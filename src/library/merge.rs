//! Merge policy: which of two identical files keeps the canonical name.
//!
//! Cameras name files `IMG_1234.JPG`; people name them `beach.jpg`. When a
//! duplicate turns up under a human-chosen name and the canonical item still
//! carries a camera name, the canonical item adopts the duplicate's name.
//! The test is a case-sensitive substring match on [`CAMERA_MARKER`] and
//! nothing else.

use std::path::Path;

use crate::scanner::Item;

use super::{transfer, Library, LibraryError, Transfer};

/// Substring that marks a camera-generated file name.
pub const CAMERA_MARKER: &str = "IMG";

/// What the merge policy did with a duplicate.
#[derive(Debug, Clone, Copy, PartialEq, Eq)]
pub enum MergeOutcome {
    /// The canonical item kept its path.
    Kept,
    /// The canonical item was renamed on disk to the duplicate's name.
    Renamed,
    /// The canonical item had not been imported yet; the better-named source
    /// file took its place and will be imported instead.
    Retargeted,
    /// A rename was called for but failed; the canonical item kept its path.
    Failed,
}

/// Whether an item named like `existing` should take the name of `candidate`.
///
/// True only when the names differ, `existing` contains [`CAMERA_MARKER`] and
/// `candidate` does not.
///
/// # Example
///
/// ```
/// use slurp::library::should_adopt_name;
/// use std::path::Path;
///
/// assert!(should_adopt_name(Path::new("IMG_0001.jpg"), Path::new("vacation/beach.jpg")));
/// assert!(!should_adopt_name(Path::new("beach.jpg"), Path::new("IMG_0002.jpg")));
/// ```
#[must_use]
pub fn should_adopt_name(existing: &Path, candidate: &Path) -> bool {
    let (Some(existing), Some(candidate)) = (existing.file_name(), candidate.file_name()) else {
        return false;
    };
    if existing == candidate {
        return false;
    }
    existing.to_string_lossy().contains(CAMERA_MARKER)
        && !candidate.to_string_lossy().contains(CAMERA_MARKER)
}

impl Library {
    /// Offer `dupe` to the merge policy against the canonical item at
    /// `buckets[size][index]`.
    ///
    /// A canonical item inside the library is renamed to the duplicate's path
    /// relative to its own scan root, joined onto the library root. When that
    /// target is the duplicate itself (both files live in the library) the
    /// rename replaces it, since the bytes are already known to match.
    ///
    /// A canonical item still waiting in a source tree is never renamed. This
    /// is a deliberate exception to the rename rule: it swaps places with
    /// `dupe`, so the duplicate becomes the tracked item and the better-named
    /// file is the one imported.
    pub(super) fn merge(&mut self, size: u64, index: usize, dupe: &mut Item) -> MergeOutcome {
        if !self.options.rename_on_merge {
            return MergeOutcome::Kept;
        }

        let Some(existing) = self.buckets.get_mut(&size).and_then(|b| b.get_mut(index)) else {
            return MergeOutcome::Kept;
        };
        if !should_adopt_name(existing.path(), dupe.path()) {
            return MergeOutcome::Kept;
        }

        if !existing.path().starts_with(&self.directory) {
            self.events.on_retargeted(existing.path(), dupe.path());
            std::mem::swap(existing, dupe);
            return MergeOutcome::Retargeted;
        }

        let Some(relative) = dupe.relative_path() else {
            let error = LibraryError::OutsideRoot {
                path: dupe.path().to_path_buf(),
                root: dupe.root().to_path_buf(),
            };
            self.events.on_failure(&error);
            self.failures.push(error);
            return MergeOutcome::Failed;
        };
        let target = self.directory.join(relative);
        let mode = if target == dupe.path() {
            Transfer::Replace
        } else {
            Transfer::Rename
        };

        match transfer(existing.path(), &target, mode) {
            Ok(()) => {
                self.events.on_renamed(existing.path(), &target);
                existing.relocate(target, self.directory.clone());
                self.renamed += 1;
                MergeOutcome::Renamed
            }
            Err(error) => {
                self.events.on_failure(&error);
                self.failures.push(error);
                MergeOutcome::Failed
            }
        }
    }
}
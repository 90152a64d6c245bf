//! Layered configuration.
//!
//! Values are merged with `figment`, later layers winning:
//!
//! 1. Built-in defaults ([`Config::default`])
//! 2. A TOML file: `--config PATH`, or `<library>/slurp.toml` when present
//! 3. Environment variables prefixed with `SLURP_` (e.g. `SLURP_RENAME_ON_MERGE=false`)
//! 4. Command-line flags ([`Config::apply_cli`])

use std::path::{Path, PathBuf};

use figment::providers::{Env, Format, Serialized, Toml};
use figment::Figment;
use serde::{Deserialize, Serialize};

use crate::cli::{Cli, OutputFormat};
use crate::library::LibraryOptions;

/// Name of the per-library configuration file.
pub const LIBRARY_CONFIG_FILE: &str = "slurp.toml";

/// Prefix for environment overrides.
pub const ENV_PREFIX: &str = "SLURP_";

/// Errors raised while loading configuration.
#[derive(thiserror::Error, Debug)]
pub enum ConfigError {
    /// A configuration file named on the command line does not exist.
    #[error("Config file not found: {0}")]
    NotFound(PathBuf),

    /// A layer could not be parsed or has the wrong shape.
    #[error("Invalid configuration: {0}")]
    Invalid(#[from] Box<figment::Error>),
}

/// Application configuration.
#[derive(Debug, Clone, PartialEq, Eq, Serialize, Deserialize)]
#[serde(default)]
pub struct Config {
    /// Let a duplicate with a human-chosen name rename a camera-named item.
    pub rename_on_merge: bool,
    /// Report format.
    pub output: OutputFormat,
    /// Include every item and duplicate in the report.
    pub list: bool,
}

impl Default for Config {
    fn default() -> Self {
        Self {
            rename_on_merge: true,
            output: OutputFormat::Text,
            list: false,
        }
    }
}

impl Config {
    /// Build the defaults < file < environment stack without extracting it.
    ///
    /// `file` is merged only if it exists; a missing file contributes nothing.
    #[must_use]
    pub fn figment(file: Option<&Path>) -> Figment {
        let mut figment = Figment::from(Serialized::defaults(Config::default()));
        if let Some(file) = file {
            figment = figment.merge(Toml::file(file));
        }
        figment.merge(Env::prefixed(ENV_PREFIX).split("__"))
    }

    /// Load configuration for the library at `library`.
    ///
    /// # Arguments
    ///
    /// * `explicit` - File given with `--config`; must exist
    /// * `library` - Library root, searched for `slurp.toml` when no file is given
    ///
    /// # Errors
    ///
    /// Returns [`ConfigError::NotFound`] if `explicit` does not exist and
    /// [`ConfigError::Invalid`] if any layer fails to parse.
    pub fn load(explicit: Option<&Path>, library: &Path) -> Result<Self, ConfigError> {
        let file = match explicit {
            Some(path) if !path.is_file() => {
                return Err(ConfigError::NotFound(path.to_path_buf()));
            }
            Some(path) => Some(path.to_path_buf()),
            None => {
                let candidate = library.join(LIBRARY_CONFIG_FILE);
                candidate.is_file().then_some(candidate)
            }
        };

        if let Some(file) = &file {
            log::debug!("Loading configuration from {}", file.display());
        }
        let config = Self::figment(file.as_deref())
            .extract()
            .map_err(Box::new)?;
        Ok(config)
    }

    /// Apply command-line overrides. Flags only ever switch away from the
    /// defaults, so an absent flag leaves the lower layers in charge.
    pub fn apply_cli(&mut self, cli: &Cli) {
        if cli.no_rename {
            self.rename_on_merge = false;
        }
        if let Some(output) = cli.output {
            self.output = output;
        }
        if cli.list {
            self.list = true;
        }
    }

    /// Library behavior derived from this configuration.
    #[must_use]
    pub fn library_options(&self) -> LibraryOptions {
        LibraryOptions {
            rename_on_merge: self.rename_on_merge,
        }
    }
}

▬▬▬▬▬▬▬▬▬▬

Return exactly, and only, the lines above starting at the line that contains "MergeOutcome::Renamed" and ending at the line that contains "while loading configuration.".

TASK RESPONSE
                MergeOutcome::Renamed
            }
            Err(error) => {
                self.events.on_failure(&error);
                self.failures.push(error);
                MergeOutcome::Failed
            }
        }
    }
}
repository 90152a64d6c245bf
//! Layered configuration.
//!
//! Values are merged with `figment`, later layers winning:
//!
//! 1. Built-in defaults ([`Config::default`])
//! 2. A TOML file: `--config PATH`, or `<library>/slurp.toml` when present
//! 3. Environment variables prefixed with `SLURP_` (e.g. `SLURP_RENAME_ON_MERGE=false`)
//! 4. Command-line flags ([`Config::apply_cli`])

use std::path::{Path, PathBuf};

use figment::providers::{Env, Format, Serialized, Toml};
use figment::Figment;
use serde::{Deserialize, Serialize};

use crate::cli::{Cli, OutputFormat};
use crate::library::LibraryOptions;

/// Name of the per-library configuration file.
pub const LIBRARY_CONFIG_FILE: &str = "slurp.toml";

/// Prefix for environment overrides.
pub const ENV_PREFIX: &str = "SLURP_";

/// Errors raised while loading configuration.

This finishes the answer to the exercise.